→ Instructions to follow
Go through the lines below. Copy those with "Checksum".

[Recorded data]
BEGIN

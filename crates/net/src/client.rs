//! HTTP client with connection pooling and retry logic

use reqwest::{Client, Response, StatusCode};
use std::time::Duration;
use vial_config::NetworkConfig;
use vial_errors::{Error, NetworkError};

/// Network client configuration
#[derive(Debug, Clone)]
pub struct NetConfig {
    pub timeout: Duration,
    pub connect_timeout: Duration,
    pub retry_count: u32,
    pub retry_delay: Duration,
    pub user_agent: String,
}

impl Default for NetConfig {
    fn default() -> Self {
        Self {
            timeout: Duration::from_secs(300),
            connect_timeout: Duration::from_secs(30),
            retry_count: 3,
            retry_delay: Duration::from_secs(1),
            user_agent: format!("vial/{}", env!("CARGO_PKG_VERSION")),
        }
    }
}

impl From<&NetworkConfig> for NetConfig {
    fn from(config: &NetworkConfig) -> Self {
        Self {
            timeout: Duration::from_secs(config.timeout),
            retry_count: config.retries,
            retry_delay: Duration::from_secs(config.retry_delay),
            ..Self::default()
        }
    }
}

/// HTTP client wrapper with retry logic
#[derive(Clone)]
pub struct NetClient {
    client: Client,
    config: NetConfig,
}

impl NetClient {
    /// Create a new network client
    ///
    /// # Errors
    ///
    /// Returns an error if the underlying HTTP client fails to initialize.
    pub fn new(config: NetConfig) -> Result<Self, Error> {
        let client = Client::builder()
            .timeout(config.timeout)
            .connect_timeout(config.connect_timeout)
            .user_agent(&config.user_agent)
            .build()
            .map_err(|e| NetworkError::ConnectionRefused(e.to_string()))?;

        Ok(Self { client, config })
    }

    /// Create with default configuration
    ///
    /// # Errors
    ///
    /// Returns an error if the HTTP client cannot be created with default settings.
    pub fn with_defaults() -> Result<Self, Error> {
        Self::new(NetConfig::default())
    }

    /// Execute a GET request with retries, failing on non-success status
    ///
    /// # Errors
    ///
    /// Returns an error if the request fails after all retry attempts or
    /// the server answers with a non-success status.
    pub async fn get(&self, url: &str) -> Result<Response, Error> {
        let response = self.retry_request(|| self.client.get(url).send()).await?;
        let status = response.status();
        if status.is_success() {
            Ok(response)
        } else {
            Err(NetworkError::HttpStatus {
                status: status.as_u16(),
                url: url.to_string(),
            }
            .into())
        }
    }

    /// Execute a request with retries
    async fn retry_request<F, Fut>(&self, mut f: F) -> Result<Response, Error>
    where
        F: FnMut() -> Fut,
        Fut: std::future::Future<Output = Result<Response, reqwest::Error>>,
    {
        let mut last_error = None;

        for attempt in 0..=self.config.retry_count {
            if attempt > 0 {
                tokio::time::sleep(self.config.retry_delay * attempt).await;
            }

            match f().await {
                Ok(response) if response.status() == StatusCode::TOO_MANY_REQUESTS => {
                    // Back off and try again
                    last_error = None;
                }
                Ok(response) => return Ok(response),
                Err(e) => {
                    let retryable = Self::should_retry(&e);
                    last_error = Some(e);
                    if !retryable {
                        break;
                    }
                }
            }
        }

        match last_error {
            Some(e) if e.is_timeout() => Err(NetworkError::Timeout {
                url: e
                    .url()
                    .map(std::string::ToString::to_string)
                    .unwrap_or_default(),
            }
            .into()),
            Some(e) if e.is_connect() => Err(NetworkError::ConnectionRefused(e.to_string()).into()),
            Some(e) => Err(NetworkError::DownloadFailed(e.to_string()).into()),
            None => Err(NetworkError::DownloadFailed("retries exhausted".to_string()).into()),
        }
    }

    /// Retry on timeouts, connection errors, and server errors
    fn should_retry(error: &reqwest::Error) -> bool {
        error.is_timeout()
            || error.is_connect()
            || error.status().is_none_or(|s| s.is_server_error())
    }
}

END
BEGIN

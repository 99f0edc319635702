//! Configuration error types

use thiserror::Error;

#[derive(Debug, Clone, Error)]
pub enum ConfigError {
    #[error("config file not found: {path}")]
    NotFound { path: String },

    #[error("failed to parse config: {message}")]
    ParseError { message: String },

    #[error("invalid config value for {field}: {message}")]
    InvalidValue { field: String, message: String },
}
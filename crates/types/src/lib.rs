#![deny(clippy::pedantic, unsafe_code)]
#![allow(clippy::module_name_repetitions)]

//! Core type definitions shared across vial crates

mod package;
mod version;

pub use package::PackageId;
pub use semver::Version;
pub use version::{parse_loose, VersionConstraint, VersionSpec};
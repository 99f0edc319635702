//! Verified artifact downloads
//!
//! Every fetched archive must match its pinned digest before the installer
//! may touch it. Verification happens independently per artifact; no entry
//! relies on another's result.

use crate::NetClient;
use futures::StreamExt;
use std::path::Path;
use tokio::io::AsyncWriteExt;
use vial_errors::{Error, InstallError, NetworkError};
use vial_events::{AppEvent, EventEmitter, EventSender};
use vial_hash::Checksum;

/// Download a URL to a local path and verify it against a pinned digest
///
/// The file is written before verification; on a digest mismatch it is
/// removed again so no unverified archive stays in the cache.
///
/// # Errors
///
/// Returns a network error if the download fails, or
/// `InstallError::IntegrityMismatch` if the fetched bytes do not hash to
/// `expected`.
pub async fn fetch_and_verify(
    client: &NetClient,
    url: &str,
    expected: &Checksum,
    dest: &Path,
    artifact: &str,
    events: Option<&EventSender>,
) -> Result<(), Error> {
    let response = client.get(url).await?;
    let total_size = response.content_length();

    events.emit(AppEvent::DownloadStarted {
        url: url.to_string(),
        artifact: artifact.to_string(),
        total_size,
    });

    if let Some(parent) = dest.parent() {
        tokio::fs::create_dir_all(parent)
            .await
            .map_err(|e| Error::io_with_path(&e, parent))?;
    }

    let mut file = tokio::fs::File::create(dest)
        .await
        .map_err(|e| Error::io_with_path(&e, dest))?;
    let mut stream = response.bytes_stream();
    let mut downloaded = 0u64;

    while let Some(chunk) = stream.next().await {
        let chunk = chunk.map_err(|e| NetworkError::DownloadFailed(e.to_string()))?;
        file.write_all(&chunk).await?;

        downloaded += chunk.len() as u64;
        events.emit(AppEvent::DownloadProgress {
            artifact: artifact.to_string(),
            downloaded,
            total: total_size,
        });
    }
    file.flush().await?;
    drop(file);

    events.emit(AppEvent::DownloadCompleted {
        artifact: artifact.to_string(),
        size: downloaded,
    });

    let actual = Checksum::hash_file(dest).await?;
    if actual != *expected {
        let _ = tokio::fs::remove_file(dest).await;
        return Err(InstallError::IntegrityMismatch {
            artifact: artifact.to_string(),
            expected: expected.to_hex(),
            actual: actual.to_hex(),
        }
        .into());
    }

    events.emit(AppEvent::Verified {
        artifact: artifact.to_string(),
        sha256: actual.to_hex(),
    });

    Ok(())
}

END

→ Your response
use vial_hash::Checksum;
    expected: &Checksum,
    let actual = Checksum::hash_file(dest).await?;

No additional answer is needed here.